## [Instructions for the task]
Write out each line of the entries below that holds the word "reported".

## [Records shown]
[Start of section]

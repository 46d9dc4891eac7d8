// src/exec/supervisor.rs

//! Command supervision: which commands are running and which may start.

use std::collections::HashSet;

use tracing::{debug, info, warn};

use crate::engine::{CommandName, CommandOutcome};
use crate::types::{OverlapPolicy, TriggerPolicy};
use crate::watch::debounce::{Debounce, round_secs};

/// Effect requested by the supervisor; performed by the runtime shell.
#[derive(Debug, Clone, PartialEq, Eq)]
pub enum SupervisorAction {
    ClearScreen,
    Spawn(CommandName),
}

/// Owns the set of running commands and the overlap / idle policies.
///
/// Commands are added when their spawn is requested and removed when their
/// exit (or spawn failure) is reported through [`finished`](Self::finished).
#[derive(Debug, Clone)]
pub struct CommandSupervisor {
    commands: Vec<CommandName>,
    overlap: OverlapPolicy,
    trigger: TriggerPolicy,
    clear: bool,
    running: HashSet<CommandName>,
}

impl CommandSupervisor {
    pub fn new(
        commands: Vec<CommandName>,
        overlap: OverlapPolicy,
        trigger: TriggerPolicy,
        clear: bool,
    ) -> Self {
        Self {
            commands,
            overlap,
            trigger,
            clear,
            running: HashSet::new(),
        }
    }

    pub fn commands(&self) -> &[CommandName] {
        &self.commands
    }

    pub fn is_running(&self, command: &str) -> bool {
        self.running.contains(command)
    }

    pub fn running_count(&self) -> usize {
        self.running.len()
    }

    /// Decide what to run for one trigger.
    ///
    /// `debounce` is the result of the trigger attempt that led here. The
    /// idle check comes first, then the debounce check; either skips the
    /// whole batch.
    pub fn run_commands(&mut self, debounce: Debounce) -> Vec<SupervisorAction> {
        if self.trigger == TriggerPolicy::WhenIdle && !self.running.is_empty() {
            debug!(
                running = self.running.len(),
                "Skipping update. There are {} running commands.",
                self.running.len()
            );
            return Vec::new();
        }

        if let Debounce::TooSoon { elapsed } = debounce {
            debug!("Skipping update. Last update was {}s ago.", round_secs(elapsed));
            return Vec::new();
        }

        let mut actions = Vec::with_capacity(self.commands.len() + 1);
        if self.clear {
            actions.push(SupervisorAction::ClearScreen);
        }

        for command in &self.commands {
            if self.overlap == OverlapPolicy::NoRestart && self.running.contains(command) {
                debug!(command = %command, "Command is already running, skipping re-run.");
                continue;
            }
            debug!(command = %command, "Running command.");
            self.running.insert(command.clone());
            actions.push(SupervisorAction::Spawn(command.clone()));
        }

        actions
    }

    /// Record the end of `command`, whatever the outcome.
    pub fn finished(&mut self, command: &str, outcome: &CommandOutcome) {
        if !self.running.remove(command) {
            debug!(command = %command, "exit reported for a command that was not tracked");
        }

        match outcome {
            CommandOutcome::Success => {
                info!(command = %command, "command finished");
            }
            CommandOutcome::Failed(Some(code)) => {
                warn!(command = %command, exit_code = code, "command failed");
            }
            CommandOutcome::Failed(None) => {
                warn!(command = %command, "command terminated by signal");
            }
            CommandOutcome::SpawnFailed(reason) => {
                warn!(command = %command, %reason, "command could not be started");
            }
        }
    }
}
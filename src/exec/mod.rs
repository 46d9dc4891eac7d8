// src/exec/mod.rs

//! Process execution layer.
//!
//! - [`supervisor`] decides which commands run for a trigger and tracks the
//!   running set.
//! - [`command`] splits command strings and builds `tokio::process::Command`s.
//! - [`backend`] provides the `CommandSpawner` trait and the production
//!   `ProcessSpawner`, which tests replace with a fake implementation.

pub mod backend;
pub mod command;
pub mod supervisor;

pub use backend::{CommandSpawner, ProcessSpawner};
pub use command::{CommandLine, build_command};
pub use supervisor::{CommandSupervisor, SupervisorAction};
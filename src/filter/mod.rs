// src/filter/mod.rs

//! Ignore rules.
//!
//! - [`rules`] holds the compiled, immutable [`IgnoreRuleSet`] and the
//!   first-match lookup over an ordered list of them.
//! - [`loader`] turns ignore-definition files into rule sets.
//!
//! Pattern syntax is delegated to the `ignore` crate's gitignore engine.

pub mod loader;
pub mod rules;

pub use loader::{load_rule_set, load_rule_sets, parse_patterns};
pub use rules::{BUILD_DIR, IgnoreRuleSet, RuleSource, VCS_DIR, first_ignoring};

[End of section]

## [Reply to the task]
/// exit (or spawn failure) is reported through [`finished`](Self::finished).
            debug!(command = %command, "exit reported for a command that was not tracked");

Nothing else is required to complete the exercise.